→ **Given data**:
[Start of section]

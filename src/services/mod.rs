pub mod history_service;
pub mod markdown_service;
pub mod metadata_service;

pub use history_service::{GitHistory, HistoryProvider};
pub use markdown_service::MarkdownService;
pub use metadata_service::Meta;
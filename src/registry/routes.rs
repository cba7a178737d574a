use std::collections::HashMap;
use std::sync::Arc;

use log::{info, warn};

use crate::registry::page::Page;
use crate::types::Link;
use crate::utils::join_url;

/// Handler bound to one exact request path
#[derive(Debug, Clone)]
pub enum Route {
    /// Render the page, or its history with `?history`
    Page(Arc<Page>),
    /// Lowercase alias of a page, 301 to its canonical URI
    Alias { target: String },
    /// Entry of `redirects.conf`, 301 to the destination
    Redirect { target: String },
    TagIndex { links: Vec<Link> },
    Tag { name: String, links: Vec<Link> },
}

impl Route {
    /// Precedence when two routes claim the same path
    fn rank(&self) -> u8 {
        match self {
            Route::Alias { .. } => 0,
            Route::Redirect { .. } => 1,
            Route::Page(_) | Route::TagIndex { .. } | Route::Tag { .. } => 2,
        }
    }

    fn describe(&self) -> String {
        match self {
            Route::Page(p) => format!("page {}", p.uri),
            Route::Alias { target } => format!("alias of {}", target),
            Route::Redirect { target } => format!("redirect to {}", target),
            Route::TagIndex { .. } => "tag index".to_string(),
            Route::Tag { name, .. } => format!("tag {}", name),
        }
    }
}

/// Exact-path route table, built once at startup and read-only afterwards
#[derive(Debug, Default)]
pub struct RouteTable {
    routes: HashMap<String, Route>,
}

impl RouteTable {
    pub fn new() -> Self {
        Self::default()
    }

    /// Install `route` at `path`.
    ///
    /// A route never replaces one of higher precedence (page, then redirect,
    /// then alias); with equal precedence the later route wins. Returns
    /// whether the route was installed.
    pub fn insert(&mut self, path: String, route: Route) -> bool {
        if let Some(existing) = self.routes.get(&path) {
            if existing.rank() > route.rank() {
                warn!("Route {} keeps {}, ignoring {}", path, existing.describe(), route.describe());
                return false;
            }
            warn!("Route {} replaces {} with {}", path, existing.describe(), route.describe());
        }
        self.routes.insert(path, route);
        true
    }

    pub fn get(&self, path: &str) -> Option<&Route> {
        self.routes.get(path)
    }

    pub fn len(&self) -> usize {
        self.routes.len()
    }

    pub fn is_empty(&self) -> bool {
        self.routes.is_empty()
    }

    /// Whether any tag route was installed
    pub fn has_tags(&self) -> bool {
        self.routes.values().any(|r| matches!(r, Route::TagIndex { .. }))
    }
}

/// Install the canonical route of `page` and its lowercase alias.
///
/// The alias is skipped when it equals the canonical URI.
pub fn register_page(routes: &mut RouteTable, page: &Arc<Page>, base: &str) {
    let canonical = join_url(base, &page.uri);
    let alias = join_url(base, &page.alias_uri());
    info!("Registering page {}", canonical);
    routes.insert(canonical.clone(), Route::Page(Arc::clone(page)));
    if alias != canonical {
        routes.insert(alias, Route::Alias { target: canonical });
    }
}

/// Install a 301 redirect from `{base}/{src}` to `{base}/{dst}`
pub fn register_redirect(routes: &mut RouteTable, src: &str, dst: &str, base: &str) {
    let from = join_url(base, src);
    let to = join_url(base, dst);
    info!("Registering redirect {} -> {}", from, to);
    routes.insert(from, Route::Redirect { target: to });
}
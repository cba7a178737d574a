//! sam - a Markdown wiki server
//!
//! Pages are read from a directory tree of Markdown files, indexed once at
//! startup into an immutable route table, and rendered per request. Page
//! history comes from the git repository the tree lives in.

pub mod app;
pub mod components;
pub mod config;
pub mod errors;
pub mod handlers;
pub mod logger;
pub mod registry;
pub mod services;
pub mod types;
pub mod utils;

// Re-export commonly used items
pub use app::{build_app, build_state, router};
pub use config::Config;
pub use errors::WikiError;
pub use registry::{Page, Route, RouteTable, Tags};
pub use services::{GitHistory, HistoryProvider, MarkdownService};
pub use types::{AppState, History, Link, TemplateContext};
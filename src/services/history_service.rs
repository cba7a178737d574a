use std::fmt::Display;
use std::path::{Component, Path};

use log::debug;
use sha2::{Digest, Sha256};
use time::{OffsetDateTime, UtcOffset};

use crate::errors::WikiError;
use crate::types::History;

/// Source of a page's change log, newest first
pub trait HistoryProvider: Send + Sync {
    fn history(&self, file: &Path) -> Result<Vec<History>, WikiError>;
}

/// Hex SHA-256 of the trimmed, lowercased email, as used for avatar lookups
pub fn email_hash(email: &str) -> String {
    let digest = Sha256::digest(email.trim().to_lowercase().as_bytes());
    let mut output = String::with_capacity(64);
    for byte in digest.iter() {
        output.push_str(&format!("{byte:02x}"));
    }
    output
}

fn git_err(context: &str, e: impl Display) -> WikiError {
    WikiError::HistoryError(format!("{}: {}", context, e))
}

/// History read from the git repository containing the page
#[derive(Debug, Default, Clone, Copy)]
pub struct GitHistory;

impl GitHistory {
    pub fn new() -> Self {
        Self
    }
}

impl HistoryProvider for GitHistory {
    fn history(&self, file: &Path) -> Result<Vec<History>, WikiError> {
        let file = file.canonicalize()?;
        let dir = file.parent().ok_or(WikiError::InvalidPath)?;
        let repo = gix::discover(dir).map_err(|e| git_err("open repository", e))?;
        let workdir = repo
            .workdir()
            .ok_or_else(|| WikiError::HistoryError("repository has no work tree".to_string()))?
            .canonicalize()?;
        let rel = repo_path(&workdir, &file)?;
        debug!("Reading history of {} in {}", rel, workdir.display());

        let head = repo.head_commit().map_err(|e| git_err("resolve HEAD", e))?;
        let walk = repo
            .rev_walk([head.id])
            .all()
            .map_err(|e| git_err("walk history", e))?;

        let mut history = Vec::new();
        for info in walk {
            let info = info.map_err(|e| git_err("walk history", e))?;
            let commit = info.object().map_err(|e| git_err("read commit", e))?;
            let Some(entry) = entry_id(&commit, &rel)? else {
                continue;
            };
            let parent = match info.parent_ids().next() {
                Some(id) => {
                    let parent = id
                        .object()
                        .map_err(|e| git_err("read parent", e))?
                        .try_into_commit()
                        .map_err(|e| git_err("read parent", e))?;
                    entry_id(&parent, &rel)?
                }
                None => None,
            };
            if parent != Some(entry) {
                history.push(to_history(&commit)?);
            }
        }
        Ok(history)
    }
}

/// Path of `file` inside `workdir`, with `/` separators
fn repo_path(workdir: &Path, file: &Path) -> Result<String, WikiError> {
    let relative = file.strip_prefix(workdir).map_err(|_| WikiError::InvalidPath)?;
    let mut parts = Vec::new();
    for comp in relative.components() {
        match comp {
            Component::Normal(seg) => parts.push(seg.to_string_lossy().into_owned()),
            _ => return Err(WikiError::InvalidPath),
        }
    }
    Ok(parts.join("/"))
}

fn entry_id(commit: &gix::Commit<'_>, path: &str) -> Result<Option<gix::ObjectId>, WikiError> {
    let mut tree = commit.tree().map_err(|e| git_err("read tree", e))?;
    let entry = tree
        .peel_to_entry_by_path(path)
        .map_err(|e| git_err("find entry", e))?;
    Ok(entry.map(|e| e.object_id()))
}

fn to_history(commit: &gix::Commit<'_>) -> Result<History, WikiError> {
    let author = commit.author().map_err(|e| git_err("decode author", e))?;
    let author_name = author.name.to_string();
    let author_email = author.email.to_string();
    let time = commit.time().map_err(|e| git_err("decode time", e))?;
    let offset = UtcOffset::from_whole_seconds(time.offset).unwrap_or(UtcOffset::UTC);
    let time = OffsetDateTime::from_unix_timestamp(time.seconds)
        .map_err(|e| git_err("commit time", e))?
        .to_offset(offset);
    let summary = commit
        .message()
        .map_err(|e| git_err("decode message", e))?
        .summary()
        .to_string();

    Ok(History {
        id: commit.id.to_string(),
        short_id: commit.id.to_hex_with_len(7).to_string(),
        email_hash: email_hash(&author_email),
        author_name,
        author_email,
        time,
        summary,
    })
}

#[cfg(test)]
mod tests {
    use super::*;
    use gix::objs::{tree, Tree};
    use std::fs;
    use std::io::Write;
    use tempfile::TempDir;

    #[test]
    fn test_email_hash() {
        let hash = email_hash("MyEmailAddress@example.com ");
        assert_eq!(hash.len(), 64);
        assert_eq!(hash, email_hash("myemailaddress@example.com"));
        assert_eq!(
            email_hash(""),
            "e3b0c44298fc1c149afbf4c8996fb92427ae41e4649b934ca495991b7852b855"
        );
    }

    #[test]
    fn test_repo_path() {
        let rel = repo_path(Path::new("/srv/wiki"), Path::new("/srv/wiki/notes/Page.md")).unwrap();
        assert_eq!(rel, "notes/Page.md");
        assert!(repo_path(Path::new("/srv/wiki"), Path::new("/elsewhere/Page.md")).is_err());
    }

    #[test]
    fn test_missing_file_is_an_error() {
        let dir = TempDir::new().unwrap();
        let result = GitHistory::new().history(&dir.path().join("Nope.md"));
        assert!(result.is_err());
    }

    fn repo_with_identity(dir: &Path) -> gix::Repository {
        gix::init(dir).unwrap();
        let mut config = fs::OpenOptions::new().append(true).open(dir.join(".git/config")).unwrap();
        writeln!(config, "[user]\n\tname = Ada\n\temail = Ada@Example.com").unwrap();
        gix::open(dir).unwrap()
    }

    fn commit(repo: &gix::Repository, files: &[(&str, &str)], message: &str) {
        let mut entries: Vec<tree::Entry> = files
            .iter()
            .map(|(name, content)| tree::Entry {
                mode: tree::EntryKind::Blob.into(),
                filename: (*name).into(),
                oid: repo.write_blob(content.as_bytes()).unwrap().into(),
            })
            .collect();
        entries.sort_by(|a, b| a.filename.cmp(&b.filename));
        let tree_id = repo.write_object(&Tree { entries }).unwrap();
        let parents: Vec<gix::ObjectId> = repo.head_id().ok().map(|id| id.detach()).into_iter().collect();
        repo.commit("HEAD", message, tree_id, parents).unwrap();
    }

    #[test]
    fn test_history_keeps_commits_touching_the_file() {
        let dir = TempDir::new().unwrap();
        let repo = repo_with_identity(dir.path());
        commit(&repo, &[("A.md", "one\n")], "c1 add A");
        commit(&repo, &[("A.md", "one\n"), ("B.md", "b\n")], "c2 add B");
        commit(&repo, &[("A.md", "two\n"), ("B.md", "b\n")], "c3 edit A");
        fs::write(dir.path().join("A.md"), "two\n").unwrap();
        fs::write(dir.path().join("B.md"), "b\n").unwrap();

        let history = GitHistory::new().history(&dir.path().join("A.md")).unwrap();
        let summaries: Vec<_> = history.iter().map(|h| h.summary.as_str()).collect();
        assert_eq!(summaries, ["c3 edit A", "c1 add A"]);

        let first = &history[0];
        assert_eq!(first.author_name, "Ada");
        assert_eq!(first.email_hash, email_hash("ada@example.com"));
        assert_eq!(first.short_id.len(), 7);
        assert!(first.id.starts_with(&first.short_id));

        let history = GitHistory::new().history(&dir.path().join("B.md")).unwrap();
        let summaries: Vec<_> = history.iter().map(|h| h.summary.as_str()).collect();
        assert_eq!(summaries, ["c2 add B"]);
    }

    #[test]
    fn test_repository_without_commits_is_an_error() {
        let dir = TempDir::new().unwrap();
        gix::init(dir.path()).unwrap();
        let page = dir.path().join("Home.md");
        fs::write(&page, "# Home").unwrap();
        assert!(GitHistory::new().history(&page).is_err());
    }
}
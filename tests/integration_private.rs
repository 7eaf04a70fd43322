mod common;

use axum::body::Body;
use axum::http::{Request, StatusCode, header};
use common::{body_json, body_text, get, send, setup_test_app};

#[tokio::test]
async fn test_private_requires_authentication() {
    let app = setup_test_app();

    let response = send(&app, get("/private", None)).await;

    assert_eq!(response.status(), StatusCode::UNAUTHORIZED);
    assert_eq!(
        response.headers().get(header::WWW_AUTHENTICATE).unwrap(),
        "Basic realm=\"Realm\""
    );
}

#[tokio::test]
async fn test_private_with_user_credentials() {
    let app = setup_test_app();

    let response = send(&app, get("/private", Some(("fsk", "fsk")))).await;

    assert_eq!(response.status(), StatusCode::OK);
    assert_eq!(body_text(response).await, "Hello! PRIVATE");
}

#[tokio::test]
async fn test_private_with_admin_credentials() {
    let app = setup_test_app();

    let response = send(&app, get("/private", Some(("fsk_admin", "fsk_admin")))).await;

    assert_eq!(response.status(), StatusCode::OK);
    assert_eq!(body_text(response).await, "Hello! PRIVATE");
}

#[tokio::test]
async fn test_private_wrong_password() {
    let app = setup_test_app();

    let response = send(&app, get("/private", Some(("fsk", "wrong")))).await;

    assert_eq!(response.status(), StatusCode::UNAUTHORIZED);
    let body = body_json(response).await;
    assert_eq!(body["error"], "Bad credentials");
}

#[tokio::test]
async fn test_private_unknown_user() {
    let app = setup_test_app();

    let response = send(&app, get("/private", Some(("ghost", "ghost")))).await;

    assert_eq!(response.status(), StatusCode::UNAUTHORIZED);
    assert!(response.headers().contains_key(header::WWW_AUTHENTICATE));
}

#[tokio::test]
async fn test_provisioned_usernames_are_case_insensitive() {
    let app = setup_test_app();

    let response = send(&app, get("/private", Some(("FSK", "fsk")))).await;

    assert_eq!(response.status(), StatusCode::OK);
}

#[tokio::test]
async fn test_admin_endpoint_allows_admin() {
    let app = setup_test_app();

    let response = send(&app, get("/private/admin", Some(("fsk_admin", "fsk_admin")))).await;

    assert_eq!(response.status(), StatusCode::OK);
    assert_eq!(body_text(response).await, "Hello! ADMIN PRIVATE");
}

#[tokio::test]
async fn test_admin_endpoint_forbids_user() {
    let app = setup_test_app();

    let response = send(&app, get("/private/admin", Some(("fsk", "fsk")))).await;

    assert_eq!(response.status(), StatusCode::FORBIDDEN);
    assert!(!response.headers().contains_key(header::WWW_AUTHENTICATE));
    let body = body_json(response).await;
    assert_eq!(body["error"], "Access Denied");
}

#[tokio::test]
async fn test_admin_endpoint_requires_authentication() {
    let app = setup_test_app();

    let response = send(&app, get("/private/admin", None)).await;

    assert_eq!(response.status(), StatusCode::UNAUTHORIZED);
}

#[tokio::test]
async fn test_current_principal() {
    let app = setup_test_app();

    let response = send(&app, get("/private/me", Some(("fsk_admin", "fsk_admin")))).await;

    assert_eq!(response.status(), StatusCode::OK);
    let body = body_json(response).await;
    assert_eq!(body["username"], "fsk_admin");
    assert_eq!(body["roles"], serde_json::json!(["ADMIN"]));
}

#[tokio::test]
async fn test_bearer_token_is_not_authentication() {
    let app = setup_test_app();

    let request = Request::builder()
        .uri("/private")
        .header(header::AUTHORIZATION, "Bearer abc.def.ghi")
        .body(Body::empty())
        .unwrap();
    let response = send(&app, request).await;

    assert_eq!(response.status(), StatusCode::UNAUTHORIZED);
    let body = body_json(response).await;
    assert_eq!(
        body["error"],
        "Full authentication is required to access this resource"
    );
}

#[tokio::test]
async fn test_malformed_basic_header() {
    let app = setup_test_app();

    let request = Request::builder()
        .uri("/private")
        .header(header::AUTHORIZATION, "Basic %%%")
        .body(Body::empty())
        .unwrap();
    let response = send(&app, request).await;

    assert_eq!(response.status(), StatusCode::UNAUTHORIZED);
    let body = body_json(response).await;
    assert_eq!(body["error"], "Invalid basic authentication token");
}

#[tokio::test]
async fn test_unknown_route_requires_authentication_first() {
    let app = setup_test_app();

    let anonymous = send(&app, get("/nowhere", None)).await;
    assert_eq!(anonymous.status(), StatusCode::UNAUTHORIZED);

    let authenticated = send(&app, get("/nowhere", Some(("fsk", "fsk")))).await;
    assert_eq!(authenticated.status(), StatusCode::NOT_FOUND);
}

#[tokio::test]
async fn test_each_request_authenticates_independently() {
    let app = setup_test_app();

    let first = send(&app, get("/private", Some(("fsk", "fsk")))).await;
    assert_eq!(first.status(), StatusCode::OK);
    assert!(!first.headers().contains_key(header::SET_COOKIE));

    let second = send(&app, get("/private", None)).await;
    assert_eq!(second.status(), StatusCode::UNAUTHORIZED);
}

#[tokio::test]
async fn test_handler_role_check_applies_without_filter_rule() {
    use warden::router::init_router;
    use warden::security::{AccessRule, SecurityFilterChain};

    let chain = SecurityFilterChain::builder()
        .permit_all(["/private/**"])
        .any_request(AccessRule::Authenticated)
        .build()
        .unwrap();
    let app = init_router(common::test_state().with_filter_chain(chain));

    let open = send(&app, get("/private", None)).await;
    assert_eq!(open.status(), StatusCode::UNAUTHORIZED);

    let user = send(&app, get("/private/admin", Some(("fsk", "fsk")))).await;
    assert_eq!(user.status(), StatusCode::FORBIDDEN);
}

#[tokio::test]
async fn test_disabled_account_is_rejected() {
    use std::sync::Arc;
    use warden::router::init_router;
    use warden::security::InMemoryUserDetailsManager;
    use warden_models::UserDetails;

    let mut state = common::test_state();
    let disabled = UserDetails::builder()
        .username("locked")
        .password(state.password_encoder.encode("locked").unwrap())
        .roles(["USER"])
        .unwrap()
        .disabled(true)
        .build()
        .unwrap();
    state.user_details_service = Arc::new(InMemoryUserDetailsManager::new([disabled]));
    let app = init_router(state);

    let response = send(&app, get("/private", Some(("locked", "locked")))).await;

    assert_eq!(response.status(), StatusCode::UNAUTHORIZED);
    assert!(response.headers().contains_key(header::WWW_AUTHENTICATE));
    let body = body_json(response).await;
    assert_eq!(body["error"], "Bad credentials");
}

#[tokio::test]
async fn test_unknown_user_still_checks_a_password_hash() {
    use std::time::{Duration, Instant};
    use warden::router::init_router;
    use warden_core::PasswordEncoder;

    let slow = PasswordEncoder::new(8);
    let slow_hash = slow.encode("irrelevant").unwrap();
    let single_check = (0..2)
        .map(|_| {
            let started = Instant::now();
            let _ = slow.matches("ghost", &slow_hash);
            started.elapsed()
        })
        .min()
        .unwrap_or(Duration::ZERO);

    let mut state = common::test_state();
    assert!(state.unknown_user_hash.starts_with("$2b$04$"));
    state.unknown_user_hash = slow_hash.into();
    let app = init_router(state);

    let started = Instant::now();
    let response = send(&app, get("/private", Some(("ghost", "ghost")))).await;
    let elapsed = started.elapsed();

    assert_eq!(response.status(), StatusCode::UNAUTHORIZED);
    assert!(
        elapsed >= single_check / 2,
        "unknown user answered in {elapsed:?}, one bcrypt check takes {single_check:?}"
    );
    let body = body_json(response).await;
    assert_eq!(body["error"], "Bad credentials");
}
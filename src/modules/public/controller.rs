/// Greeting anyone may read
#[utoipa::path(
    get,
    path = "/public",
    responses(
        (status = 200, description = "Greeting", body = String, content_type = "text/plain")
    ),
    tag = "Public"
)]
pub async fn hello_public() -> &'static str {
    "Hello! PUBLIC"
}
//! Authentication and request authorization wiring.
//!
//! - [`filter_chain`]: ordered path rules deciding which requests need a
//!   principal
//! - [`user_details`]: where principals come from (provisioned in-memory
//!   accounts, then the user repository)
//!
//! The rules are enforced by [`crate::middleware::auth::authenticate`], which
//! runs in front of every route.

pub mod filter_chain;
pub mod user_details;

pub use filter_chain::{AccessRule, PathPattern, SecurityFilterChain};
pub use user_details::{
    DelegatingUserDetailsService, InMemoryUserDetailsManager, UserDetailsService,
    provisioned_users,
};
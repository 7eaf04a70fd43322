use std::env;

use crate::env_or;

/// PostgreSQL settings. Without a `DATABASE_URL` users are kept in memory.
#[derive(Clone, Debug, Default)]
pub struct DatabaseConfig {
    pub url: Option<String>,
    pub max_connections: u32,
}

impl DatabaseConfig {
    pub fn from_env() -> Self {
        Self {
            url: env::var("DATABASE_URL").ok().filter(|url| !url.trim().is_empty()),
            max_connections: env_or("DATABASE_MAX_CONNECTIONS", 5),
        }
    }
}
pub mod service;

[End of section]

Using the records above, filter out every line that lacks the string "Home" and copy the rest.

        let page = dir.path().join("Home.md");
        fs::write(&page, "# Home").unwrap();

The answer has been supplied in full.